Ezra (33), whom I met in downtown Adana, said, “If more rescue teams had arrived in the affected area earlier, more people might have been saved.”
Osleman, 60, who works as a driver in Adana, said, “I have been listening to news regarding the earthquake in my car every day since the earthquake.” “I believe there are more people who are still alive. I hope that another miracle will continue to be heard.”
As of the 14th, the death toll exceeded 41,000, including those in Syria. The official death toll in Turkey was 35,418, making it the worst disaster in Turkey’s history. Hans Kluge, director of the World Health Organization (WHO) Office for Europe, called the earthquake “the worst natural disaster in Europe in 100 years”.
In Syria, which has been in a civil war for 12 years, even following hearing the voices of survivors at the site of a collapsed building, they are unable to rescue them because they do not have professional rescue equipment such as thermal imaging cameras and special cutting tools. As a result, Syrian refugees crossed the Turkiye border and formed new tent villages. “We are promoting humanitarian aid for Syrians,” Foreign Minister Mevlut Chausoglu Turkiye said, but “we will not allow new refugees from Syria to enter the country.”
There were also those who handed warm hands towards Syrian refugees. Ahya (68), who lives in Antakya, gave her home to a Syrian family who had nowhere to go due to the earthquake. He said that on the day of the earthquake, he mightn’t stand to see those shivering on the street in the rain, so he brought them home. There are six families of the victims who were brought into the house like that.

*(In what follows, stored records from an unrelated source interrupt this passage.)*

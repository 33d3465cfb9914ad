use std::sync::atomic::{AtomicBool, AtomicUsize, Ordering};
use std::sync::Mutex;

use log::debug;

/// A last-chance cleanup callback tied to an object's lifetime, run before
/// reclamation. Invoked at most once; drained from the registry as it runs.
pub struct PreFinalizer {
    name: &'static str,
    callback: Box<dyn FnOnce() + Send>,
}

impl PreFinalizer {
    pub fn new(name: &'static str, callback: impl FnOnce() + Send + 'static) -> Self {
        Self {
            name,
            callback: Box::new(callback),
        }
    }

    pub fn name(&self) -> &'static str {
        self.name
    }
}

/// Registry of pre-finalizers, invoked in reverse registration order.
///
/// Registration during invocation is legal and lands in the next round's
/// list, which is what lets finalization logic re-arm itself (and resurrect
/// roots) across termination rounds.
pub struct PreFinalizerRegistry {
    ordered: Mutex<Vec<PreFinalizer>>,
    invoking: AtomicBool,
    bytes_allocated_in_last_invocation: AtomicUsize,
}

impl PreFinalizerRegistry {
    pub(crate) fn new() -> Self {
        Self {
            ordered: Mutex::new(Vec::new()),
            invoking: AtomicBool::new(false),
            bytes_allocated_in_last_invocation: AtomicUsize::new(0),
        }
    }

    pub fn register(&self, pre_finalizer: PreFinalizer) {
        self.ordered.lock().unwrap().push(pre_finalizer);
    }

    pub fn count(&self) -> usize {
        self.ordered.lock().unwrap().len()
    }

    /// True while `invoke_all` is running a callback. The allocator consults
    /// this to enforce the allocation ban inside pre-finalizers.
    pub fn is_invoking(&self) -> bool {
        self.invoking.load(Ordering::SeqCst)
    }

    /// Drains the registry and runs every callback. The list lock is not
    /// held while callbacks run, so callbacks may register.
    pub(crate) fn invoke_all(&self) {
        let drained = std::mem::take(&mut *self.ordered.lock().unwrap());
        if drained.is_empty() {
            return;
        }

        debug!("invoking {} pre-finalizer(s)", drained.len());
        self.invoking.store(true, Ordering::SeqCst);
        for pre_finalizer in drained.into_iter().rev() {
            debug!("pre-finalizer: {}", pre_finalizer.name());
            (pre_finalizer.callback)();
        }
        self.invoking.store(false, Ordering::SeqCst);
    }

    /// Byte volume allocated while the last `invoke_all` ran. Feeds the
    /// embedder's allocation heuristics.
    pub fn bytes_allocated_in_last_invocation(&self) -> usize {
        self.bytes_allocated_in_last_invocation
            .load(Ordering::SeqCst)
    }

    pub(crate) fn set_bytes_allocated_in_last_invocation(&self, bytes: usize) {
        self.bytes_allocated_in_last_invocation
            .store(bytes, Ordering::SeqCst);
    }
}
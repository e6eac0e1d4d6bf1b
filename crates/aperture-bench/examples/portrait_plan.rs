//! End-to-end plan generation example.
//!
//! Demonstrates: build a grid → fit the compression factor → assemble a
//! field → write the control file to stdout.

use std::io::{self, Write};

use aperture_bench::reference_grid;
use aperture_dmlc::{DmlcWriter, MachineGeometry, PlanHeader};
use aperture_field::{fit, fit_field, FitConfig};

fn main() {
    let grid = reference_grid();
    let config = FitConfig::default();

    let outcome = fit(&grid, &config).unwrap();
    eprintln!(
        "fit: {} pairs, factor {:.1}, longest trajectory {} of {} control points",
        grid.rows(),
        outcome.factor,
        outcome.max_length,
        config.control_limit
    );

    let field = fit_field(&grid, &config).unwrap();
    let header = PlanHeader {
        last_name: "Example".to_string(),
        first_name: "Portrait".to_string(),
        patient_id: "0000".to_string(),
        number_of_fields: field.control_limit(),
        ..PlanHeader::default()
    };

    let stdout = io::stdout();
    let mut writer = DmlcWriter::new(stdout.lock(), &header, MachineGeometry::default()).unwrap();
    writer.write_field(&field).unwrap();
    writer.flush().unwrap();
    eprintln!("wrote {} control-point blocks", writer.points_written());
}
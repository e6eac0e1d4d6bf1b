//! Grayscale conversion, inversion, and resampling.

use std::error::Error;
use std::fmt;

use aperture_core::IntensityGrid;

/// Luma weights for grayscale conversion (ITU-style, red/green/blue).
const LUMA: [f64; 3] = [0.21, 0.72, 0.07];

/// A decoded 8-bit RGB image, row-major, three bytes per pixel.
#[derive(Clone, Debug)]
pub struct Raster {
    width: usize,
    height: usize,
    rgb: Vec<u8>,
}

impl Raster {
    /// Wrap a decoded pixel buffer.
    ///
    /// # Errors
    ///
    /// Returns [`RasterError::EmptyRaster`] for zero width or height and
    /// [`RasterError::BufferMismatch`] if `rgb.len() != width * height * 3`.
    pub fn new(width: usize, height: usize, rgb: Vec<u8>) -> Result<Self, RasterError> {
        if width == 0 || height == 0 {
            return Err(RasterError::EmptyRaster);
        }
        let expected = width * height * 3;
        if rgb.len() != expected {
            return Err(RasterError::BufferMismatch {
                expected,
                found: rgb.len(),
            });
        }
        Ok(Self { width, height, rgb })
    }

    /// Image width in pixels.
    pub fn width(&self) -> usize {
        self.width
    }

    /// Image height in pixels.
    pub fn height(&self) -> usize {
        self.height
    }

    /// Inverted luma intensity of one pixel: 0 for white, 255 for black.
    fn intensity(&self, x: usize, y: usize) -> u32 {
        let i = (y * self.width + x) * 3;
        let gray = LUMA[0] * f64::from(self.rgb[i])
            + LUMA[1] * f64::from(self.rgb[i + 1])
            + LUMA[2] * f64::from(self.rgb[i + 2]);
        255 - (gray as u8) as u32
    }
}

/// Errors from raster digitizing.
#[derive(Clone, Debug, PartialEq, Eq)]
pub enum RasterError {
    /// The raster or the requested grid has zero extent.
    EmptyRaster,
    /// The pixel buffer length disagrees with the declared dimensions.
    BufferMismatch {
        /// Expected byte count (`width * height * 3`).
        expected: usize,
        /// Actual buffer length.
        found: usize,
    },
}

impl fmt::Display for RasterError {
    fn fmt(&self, f: &mut fmt::Formatter<'_>) -> fmt::Result {
        match self {
            Self::EmptyRaster => write!(f, "raster or target grid has zero extent"),
            Self::BufferMismatch { expected, found } => {
                write!(f, "pixel buffer has {found} bytes, expected {expected}")
            }
        }
    }
}

impl Error for RasterError {}

/// Digitize a raster into a `rows × cols` intensity grid.
///
/// Each grid cell samples the nearest source pixel (nearest-neighbour
/// resampling), converted to inverted luma: dark image regions become
/// high intensity, so the printed portrait is dose-positive.
///
/// # Errors
///
/// Returns [`RasterError::EmptyRaster`] if `rows` or `cols` is zero.
pub fn digitize(raster: &Raster, rows: usize, cols: usize) -> Result<IntensityGrid, RasterError> {
    if rows == 0 || cols == 0 {
        return Err(RasterError::EmptyRaster);
    }
    let mut data = Vec::with_capacity(rows * cols);
    for r in 0..rows {
        let y = nearest(r, rows, raster.height);
        for c in 0..cols {
            let x = nearest(c, cols, raster.width);
            data.push(raster.intensity(x, y));
        }
    }
    Ok(IntensityGrid::from_flat(rows, cols, data).expect("dims checked above"))
}

/// Map target index `i` of `n` onto the nearest of `m` source indices.
fn nearest(i: usize, n: usize, m: usize) -> usize {
    (((i as f64 + 0.5) * m as f64 / n as f64) as usize).min(m - 1)
}

#[cfg(test)]
mod tests {
    use super::*;

    fn solid_raster(width: usize, height: usize, rgb: [u8; 3]) -> Raster {
        let mut data = Vec::with_capacity(width * height * 3);
        for _ in 0..width * height {
            data.extend_from_slice(&rgb);
        }
        Raster::new(width, height, data).unwrap()
    }

    #[test]
    fn rejects_empty_and_mismatched_buffers() {
        match Raster::new(0, 4, vec![]) {
            Err(RasterError::EmptyRaster) => {}
            other => panic!("expected EmptyRaster, got {other:?}"),
        }
        match Raster::new(2, 2, vec![0; 11]) {
            Err(RasterError::BufferMismatch {
                expected: 12,
                found: 11,
            }) => {}
            other => panic!("expected BufferMismatch, got {other:?}"),
        }
    }

    #[test]
    fn black_maps_to_full_intensity() {
        let raster = solid_raster(4, 4, [0, 0, 0]);
        let grid = digitize(&raster, 2, 2).unwrap();
        assert!(grid.iter_rows().flatten().all(|&v| v == 255));
    }

    #[test]
    fn white_maps_to_zero_intensity() {
        let raster = solid_raster(4, 4, [255, 255, 255]);
        let grid = digitize(&raster, 2, 2).unwrap();
        assert_eq!(grid.max_value(), 0);
    }

    #[test]
    fn luma_weights_applied() {
        // Pure green: gray = 0.72 * 255 = 183 (truncated), intensity 72.
        let raster = solid_raster(2, 2, [0, 255, 0]);
        let grid = digitize(&raster, 1, 1).unwrap();
        assert_eq!(grid.row(0)[0], 255 - 183);
    }

    #[test]
    fn resampling_picks_nearest_pixel() {
        // Left half black, right half white, downsampled to two columns.
        let mut data = Vec::new();
        for _y in 0..2 {
            for x in 0..4 {
                let v = if x < 2 { 0 } else { 255 };
                data.extend_from_slice(&[v, v, v]);
            }
        }
        let raster = Raster::new(4, 2, data).unwrap();
        let grid = digitize(&raster, 1, 2).unwrap();
        assert_eq!(grid.row(0)[0], 255);
        assert_eq!(grid.row(0)[1], 0);
    }

    #[test]
    fn zero_target_rejected() {
        let raster = solid_raster(2, 2, [0, 0, 0]);
        match digitize(&raster, 0, 3) {
            Err(RasterError::EmptyRaster) => {}
            other => panic!("expected EmptyRaster, got {other:?}"),
        }
    }

    #[test]
    fn upsampling_repeats_pixels() {
        let raster = solid_raster(1, 1, [0, 0, 0]);
        let grid = digitize(&raster, 3, 3).unwrap();
        assert!(grid.iter_rows().flatten().all(|&v| v == 255));
    }
}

Ahya, whose brother-in-law was a soldier in the Korean War, said, “Everyone is in a difficult situation regardless of race, nationality, or religion.” said
On the night of the 16th, the South Korean government will dispatch 2 units of the Korea Emergency Rescue Team (KDRT) with 21 personnel by military transport and deliver a total of 55 tons of relief goods such as tents and blankets.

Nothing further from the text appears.